Le président français Emmanuel Macron lors de la Conférence sur la sécurité de Munich. Photo: EPA |
La vision française d’une nouvelle puissance militaire européenne
Depuis la sortie du Royaume-Uni de l'Union européenne, la France est le seul pays de l'Union Européenne (UE) à disposer de l'arme atomique. A Munich, Emmanuel Macron a évoqué les forces nucléaires de l’Europe et rappelé que pendant la Guerre froide, le bouclier anti-missile européen était dirigé essentiellement par les États-Unis. «Nous avons besoin d’une Europe de la défense plus forte», a affirmé le locataire de l’Élysée.
Le discours du président français fait suite aux propositions de créer une «Union de sécurité et de défense de l’Europe» énoncées plus tôt par son homologue allemand Frank-Walter Steinmeier et le chef de la diplomatie allemand Heiko Mass. La ministre allemande de la Défense, Annegret Kramp-Karrenbauer, a d’ailleurs estimé que Berlin devrait adopter une politique sécuritaire plus forte.
Le mécontentement de l’OTAN
Cependant, l’idée d’une Europe « puissance militaire » déplaît fortement à l’OTAN.
Son secrétaire général Jens Stoltenberg s'oppose à la création d'une armée européenne et rappelle que l’OTAN dispose déjà d’une dissuasion nucléaire en Europe qui garantit la sécurité en Europe. Selon lui, une plus grande responsabilité de l’Europe dans le maintien de sa sécurité ne signifie pas pour autant qu’elle peut le faire sans les États-Unis. De ce fait, les efforts de l’Europe en vue d’une plus grande autonomie sécuritaire pourraient éroder les relations transatlantiques et compromettre la force de l’OTAN.

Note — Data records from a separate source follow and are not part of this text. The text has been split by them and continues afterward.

//! Section operations

use super::{Applied, FormStore};
use crate::domain::{FormDocument, FormEvent, Mutation, Section, SectionPatch, SkipReason};
use crate::integrity::check_permutation;
use forms_common::{FormsError, FormsResult};

impl FormStore {
    /// Insert `section` under its id, replacing any section with that id
    pub fn add_section(&self, section: Section) -> Mutation {
        self.commit("add_section", move |doc| {
            let section_id = section.id.clone();
            doc.insert_section(section);
            Ok(Applied::event(FormEvent::SectionAdded { section_id }))
        })
    }

    /// Merge `patch` into a section.
    ///
    /// A new field order goes through the same check as `reorder_fields`.
    pub fn update_section(&self, section_id: &str, patch: SectionPatch) -> Mutation {
        let strict = self.config.strict_ordering;
        self.commit("update_section", move |doc| {
            let SectionPatch { title, field_order } = patch;
            if let Some(order) = field_order {
                replace_order(doc, section_id, order, strict)?;
            }
            let section = doc
                .section_mut(section_id)
                .ok_or_else(|| SkipReason::MissingSection(section_id.to_string()))?;
            SectionPatch {
                title,
                field_order: None,
            }
            .apply(section);
            Ok(Applied::event(FormEvent::SectionUpdated {
                section_id: section_id.to_string(),
            }))
        })
    }

    /// Drop a section. Its fields stay in the document, unreferenced.
    pub fn remove_section(&self, section_id: &str) -> Mutation {
        self.commit("remove_section", move |doc| {
            doc.remove_section(section_id)
                .ok_or_else(|| SkipReason::MissingSection(section_id.to_string()))?;
            Ok(Applied::event(FormEvent::SectionRemoved {
                section_id: section_id.to_string(),
            }))
        })
    }

    /// Replace the field order of a section.
    ///
    /// The new order is taken as given unless `strict_ordering` is set, in
    /// which case it must be a permutation of the current one.
    pub fn reorder_fields(&self, section_id: &str, order: Vec<String>) -> Mutation {
        let strict = self.config.strict_ordering;
        self.commit("reorder_fields", move |doc| {
            replace_order(doc, section_id, order, strict)
        })
    }

    /// Like `reorder_fields` with the permutation check always on
    pub fn reorder_fields_strict(&self, section_id: &str, order: Vec<String>) -> FormsResult<()> {
        match self.commit("reorder_fields_strict", move |doc| {
            replace_order(doc, section_id, order, true)
        }) {
            Mutation::Skipped(SkipReason::MissingSection(id)) => Err(FormsError::SectionNotFound(id)),
            Mutation::Skipped(SkipReason::InvalidOrder(reason)) => Err(FormsError::InvalidOrder {
                section_id: section_id.to_string(),
                reason,
            }),
            _ => Ok(()),
        }
    }

    /// Move the field at `from` to `to` inside one section
    pub fn move_field(&self, section_id: &str, from: usize, to: usize) -> Mutation {
        self.commit("move_field", move |doc| {
            let section = doc
                .section(section_id)
                .ok_or_else(|| SkipReason::MissingSection(section_id.to_string()))?;
            let len = section.field_order.len();
            for index in [from, to] {
                if index >= len {
                    return Err(SkipReason::OutOfRange {
                        section_id: section_id.to_string(),
                        index,
                    });
                }
            }
            let mut order = section.field_order.clone();
            let id = order.remove(from);
            order.insert(to, id);
            replace_order(doc, section_id, order, false)
        })
    }
}

fn replace_order(
    doc: &mut FormDocument,
    section_id: &str,
    order: Vec<String>,
    strict: bool,
) -> Result<Applied, SkipReason> {
    let section = doc
        .section_mut(section_id)
        .ok_or_else(|| SkipReason::MissingSection(section_id.to_string()))?;
    if strict {
        if let Err(reason) = check_permutation(&section.field_order, &order) {
            tracing::warn!(section_id, %reason, "rejected field order");
            return Err(SkipReason::InvalidOrder(reason));
        }
    }
    section.field_order = order;
    Ok(Applied::event(FormEvent::FieldsReordered {
        section_id: section_id.to_string(),
    }))
}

De son côté, Emmanuel Macron a affirmé que ce projet n’a pas pour objectif de remplacer l’OTAN mais de renforcer la capacité sécuritaire de l’Europe sans devoir dépendre des décisions des États-Unis.
Depuis l’arrivée au pouvoir de Donald Trump, les relations entre l’Europe et les États-Unis se sont très nettement détériorées. Alors que les deux partenaires ont été côte à côte dans de nombreuses opérations importantes, leurs points de vue sur plusieurs questions stratégiques sont désormais divergents. Les États-Unis n’ont de cesse d’exiger que les pays européens partagent le fardeau financier de l’OTAN et la plupart des rencontres entre Donald Trump et les dirigeants européens dans le cadre de l’alliance se sont soldées par des échecs. L’Europe se sent de son côté irritée par les pressions que les États-Unis exercent sur elle, par le retrait de Washington de l'Accord de Vienne sur le nucléaire iranien (JCPOA) et du Traité sur les forces nucléaires à portée intermédiaire (FNI), ainsi que par l’attitude de la Maison Blanche quant aux questions relatives au multilatéralisme. L’Europe s’inquiète aussi du retrait progressif et du manque d’implication des États-Unis dans la sécurité de l’Europe.
La volonté de la France et de l’Allemagne, les deux principaux moteurs de l’Europe, de donner aux 27 une plus grande autonomie sécuritaire semble donc tout à fait légitime. Reste à savoir si cette Europe de la défense deviendra réalité et comment.